About five years ago, snack food manufacturers such as Nabisco (Oreo, Chips Ahoy! and Ritz Crackers) and Frito-Lay North America (Cheetos, Fritos and Sun Chips) began producing lines of individually packaged, 100-calorie snacks.
Experts said a healthy snack should weigh in at less than 400 calories. While 100 calories falls well under that limit, crackers, cookies and chips have low nutritional density, which doesn't improve by coming in a smaller pouch.
When used properly, a snack can help stave off hunger and maintain metabolic activity between meals. The carbohydrate- and fat-rich foods found in many 100-calorie packages can spike insulin, however, which impedes fat absorption, said Shawn Jones, doctor of chiropractic and physical therapy at the Clinical Nutrition Center on Vance Road.
"If you're eating simple sugars, it's hard to lose weight," he said.
Despite lacking nutritional value, 100-calorie packs can help consumers control overeating, said Brian Jones, a registered dietitian and clinical nutrition manager at Memorial Hospital's Diabetes and Nutrition Center.

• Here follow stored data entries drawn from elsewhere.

//! The cycle engine: fetch an instruction at PC, decode it, apply it to the
//! machine state, then tick the timers.

use crate::emulator::error::{DecodeError, Fault};
use crate::emulator::instruction::*;
use crate::emulator::machine::{Framebuffer, Machine, MEM_SIZE, SCREEN_HEIGHT, SCREEN_WIDTH};

/// The fetch-decode-execute engine around a [`Machine`].
///
/// One `step` is one cycle. Undecodable words are logged and skipped;
/// stack underflow and out-of-bounds memory access end the run with a
/// [`Fault`].
pub struct Emulator {
    machine: Machine,
}
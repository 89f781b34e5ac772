/*!

A CHIP-8 virtual machine as specified at https://en.wikipedia.org/wiki/CHIP-8.

# Crossterm Frontend

If you want to run an actual CHIP-8 program, there is a ready-to-use terminal
frontend you can start with `cargo run --release --bin crossterm_frontend -- <rom>`.
The keys 0-9 and a-f map to the CHIP-8 keypad, and `q` quits.
Which keys a program reacts to depends on the program.

# Library

If you are not interested in handling input or output,
`Emulator::new()` gives you a machine to work with directly.

The main way of running a program is to load its bytes at 0x200 and step:

```rust
use chip8_vm::emulator::Emulator;

let mut emulator = Emulator::new();

// Load a program at address 0x200.
let clear_display = [0x00, 0xE0];
emulator.load(&clear_display);
emulator.step().unwrap(); // Will now clear the framebuffer
```

Alternatively, you can experiment by executing instructions manually.

```rust
use chip8_vm::emulator::Emulator;
use chip8_vm::emulator::instruction::{Instruction, Reg, Const, Addr};

let mut emulator = Emulator::new();

// Execute instructions manually
emulator.execute_single(Instruction::ClearScreen).unwrap();

// Or many sequentially
emulator.execute_many(&[
    Instruction::Goto(Addr(0x250)),
    Instruction::SetRegToConst(Reg(0xA), Const(35)),
    Instruction::SetRegToReg(Reg(0xB), Reg(0xA)),
]).unwrap();
```

## Custom input and output

The machine itself carries the keypad and the framebuffer. An input
collaborator writes key state with `Emulator::set_key` between steps, and a
rendering collaborator reads `Emulator::framebuffer` on its own cadence.
See `src/bin/crossterm_frontend` for a complete frontend built this way.
*/

pub mod emulator;
pub mod util;
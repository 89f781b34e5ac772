//! The opcode table: every legal instruction as an enum variant, and the
//! decoder that maps a 16-bit word to the unique variant matching it.

use crate::emulator::error::DecodeError;
use crate::util::nibbles::Nibbles;

/// A wrapper for addresses.
#[derive(Debug, Clone, Copy, PartialEq, Eq)]
pub struct Addr(pub u16);

/// A wrapper for registers.
#[derive(Debug, Clone, Copy, PartialEq, Eq)]
pub struct Reg(pub u8);

/// A wrapper for constants.
#[derive(Debug, Clone, Copy, PartialEq, Eq)]
pub struct Const(pub u8);

/// A single instruction from the CHIP-8 instruction set.
/// Two bytes written in hexadecimal, with the following special characters:
/// - NNN: address
/// - NN: 8-bit constant
/// - N: 4-bit constant
/// - X and Y: 4-bit register identifier
/// - PC: Program counter
/// - I: 16 bit register for memory address
/// - VN: One of the 16 available variables (register identifiers)
#[derive(Debug, Clone, Copy, PartialEq, Eq)]
pub enum Instruction {
    ClearScreen,                    // 00E0
    Return,                         // 00EE
    Goto(Addr),                     // 1NNN
    Call(Addr),                     // 2NNN
    IfRegEqConst(Reg, Const),       // 3XNN
    IfRegNeqConst(Reg, Const),      // 4XNN
    IfRegEqReg(Reg, Reg),           // 5XY0
    SetRegToConst(Reg, Const),      // 6XNN
    IncRegByConst(Reg, Const),      // 7XNN
    SetRegToReg(Reg, Reg),          // 8XY0
    BitwiseOr(Reg, Reg),            // 8XY1
    BitwiseAnd(Reg, Reg),           // 8XY2
    BitwiseXor(Reg, Reg),           // 8XY3
    IncRegByReg(Reg, Reg),          // 8XY4
    DecRegByReg(Reg, Reg),          // 8XY5
    BitshiftRight(Reg),             // 8XY6
    SetVxVyMinusVx(Reg, Reg),       // 8XY7
    BitshiftLeft(Reg),              // 8XYE
    IfRegNeqReg(Reg, Reg),          // 9XY0
    SetI(Addr),                     // ANNN
    SetPcToV0PlusAddr(Addr),        // BNNN
    SetVxRand(Reg, Const),          // CXNN
    Draw(Reg, Reg, Const),          // DXYN
    IfKeyEqVx(Reg),                 // EX9E
    IfKeyNeqVx(Reg),                // EXA1
    SetRegToDelayTimer(Reg),        // FX07
    SetRegToGetKey(Reg),            // FX0A
    SetDelayTimerToReg(Reg),        // FX15
    SetSoundTimerToReg(Reg),        // FX18
    AddRegToI(Reg),                 // FX1E
    SetIToSpriteAddrVx(Reg),        // FX29
    StoreBcdOfReg(Reg),             // FX33
    RegDump(Reg),                   // FX55
    RegLoad(Reg),                   // FX65
}

impl Instruction {
    /// Decode a big-endian instruction word.
    ///
    /// The match on the four nibbles is the opcode table: literal nibbles
    /// select the opcode family (and, within the 8/E/F families, the exact
    /// member), wildcard positions become operands. At most one arm can
    /// match any word, and words no arm matches are a `DecodeError`.
    pub fn try_from_u16(value: u16) -> Result<Instruction, DecodeError> {
        let word = Nibbles::from_u16(value);
        let instruction = match word.as_four_u8() {
            (0, 0, 0xE, 0) => Instruction::ClearScreen,
            (0, 0, 0xE, 0xE) => Instruction::Return,
            (1, _, _, _) => Instruction::Goto(Addr(word.last_12_bits())),
            (2, _, _, _) => Instruction::Call(Addr(word.last_12_bits())),
            (3, x, _, _) => Instruction::IfRegEqConst(Reg(x), Const(word.last_8_bits())),
            (4, x, _, _) => Instruction::IfRegNeqConst(Reg(x), Const(word.last_8_bits())),
            (5, x, y, 0) => Instruction::IfRegEqReg(Reg(x), Reg(y)),
            (6, x, _, _) => Instruction::SetRegToConst(Reg(x), Const(word.last_8_bits())),
            (7, x, _, _) => Instruction::IncRegByConst(Reg(x), Const(word.last_8_bits())),
            (8, x, y, 0) => Instruction::SetRegToReg(Reg(x), Reg(y)),
            (8, x, y, 1) => Instruction::BitwiseOr(Reg(x), Reg(y)),
            (8, x, y, 2) => Instruction::BitwiseAnd(Reg(x), Reg(y)),
            (8, x, y, 3) => Instruction::BitwiseXor(Reg(x), Reg(y)),
            (8, x, y, 4) => Instruction::IncRegByReg(Reg(x), Reg(y)),
            (8, x, y, 5) => Instruction::DecRegByReg(Reg(x), Reg(y)),
            (8, x, _, 6) => Instruction::BitshiftRight(Reg(x)),
            (8, x, y, 7) => Instruction::SetVxVyMinusVx(Reg(x), Reg(y)),
            (8, x, _, 0xE) => Instruction::BitshiftLeft(Reg(x)),
            (9, x, y, 0) => Instruction::IfRegNeqReg(Reg(x), Reg(y)),
            (0xA, _, _, _) => Instruction::SetI(Addr(word.last_12_bits())),
            (0xB, _, _, _) => Instruction::SetPcToV0PlusAddr(Addr(word.last_12_bits())),
            (0xC, x, _, _) => Instruction::SetVxRand(Reg(x), Const(word.last_8_bits())),
            (0xD, x, y, n) => Instruction::Draw(Reg(x), Reg(y), Const(n)),
            (0xE, x, 9, 0xE) => Instruction::IfKeyEqVx(Reg(x)),
            (0xE, x, 0xA, 1) => Instruction::IfKeyNeqVx(Reg(x)),
            (0xF, x, 0, 7) => Instruction::SetRegToDelayTimer(Reg(x)),
            (0xF, x, 0, 0xA) => Instruction::SetRegToGetKey(Reg(x)),
            (0xF, x, 1, 5) => Instruction::SetDelayTimerToReg(Reg(x)),
            (0xF, x, 1, 8) => Instruction::SetSoundTimerToReg(Reg(x)),
            (0xF, x, 1, 0xE) => Instruction::AddRegToI(Reg(x)),
            (0xF, x, 2, 9) => Instruction::SetIToSpriteAddrVx(Reg(x)),
            (0xF, x, 3, 3) => Instruction::StoreBcdOfReg(Reg(x)),
            (0xF, x, 5, 5) => Instruction::RegDump(Reg(x)),
            (0xF, x, 6, 5) => Instruction::RegLoad(Reg(x)),
            _ => return Err(DecodeError(value)),
        };
        Ok(instruction)
    }

    /// Decode from the two memory bytes of the instruction, high byte first.
    pub fn try_from_two_u8(left: u8, right: u8) -> Result<Instruction, DecodeError> {
        Instruction::try_from_u16(Nibbles::new(left, right).as_u16())
    }
}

"They do hold us down to certain amount," Jones said. "With people eating triple-size proportions of what we used to even back in the 1950s, this is one way that we're combating the problem of huge portions."
Offering snacks in a single serving can be a double-edged sword, however. Nutritionists said the problem with single serving packs is that people don't always stop at one.
"Most people find that if they buy those things they eat more than one," said registered dietitian Pam Kelle. "Somehow, it's almost like a free food. The little juice packs or cookie packs or potato chip packs are so small and seem so harmless that people think, 'Why not have another one?' "
When Kelle first saw 100-calorie packages of potato chips appearing on store shelves about five years ago, she said she was taken aback by the implied lack of confidence in healthy eating habits.
"I thought, 'You've got to be kidding me,' " Kelle said. "I thought it was laughable that there's so little faith in consumers that we don't know how to eat a portion of food."
Kelle and other nutritionists said consumers would benefit more in the long run, both financially and nutritionally, from making their own snacks using more nutritional foods. Food manufacturers invest money in advertising and the additional packaging used in 100-calorie packages, and experts said that cost is passed on to consumers.
The lines of 100-calorie snacks have expanded in recent years from crackers, chips and cookies to include more nutritionally dense foods such as beef jerky, nuts and fruits.
By buying healthy, whole foods in larger amounts and measuring out individual servings, consumers can save money and learn valuable lessons about portion control, said Louise Powell, a local group leader for Weight Watchers.
"I tell my members all the time to buy healthy products that they can make their own portions and snack on," Powell said. "That's the bottom line: Make your own."
Nutritionists said consumers would be better off substituting the highly processed foods used in many snack packs with natural, unprocessed foods, especially those high in protein (nuts, Greek yogurt) and fiber (carrots, bananas).
Unlike carbohydrates, which the body can process rapidly, protein and fiber take longer to digest. As a result, the sense of fullness lasts longer with these snacks than with most crackers or cookies, Maharaj said.
"These 100-calorie snacks are basically empty calories," she said. "You want it to be nutrient-dense, not just a pack of Oreos or Doritos."
Nutritionists said there is no special significance to a snack limited to 100 calories. More or fewer calories could be better, depending on dietary needs and activity level.
As with all healthy nutritional habits, eating until satisfied and practicing self restraint - with or without the help of a smaller package - is the key, Kelle said.
"So many people have lost touch with their sense of hunger and fullness," she said. "They just eat because the food is there or they think it's time.
"They're not listening to what their body actually needs. The generations before us certainly didn't eat that way. It's about reconnecting with yourself. That's something a lot of people have lost."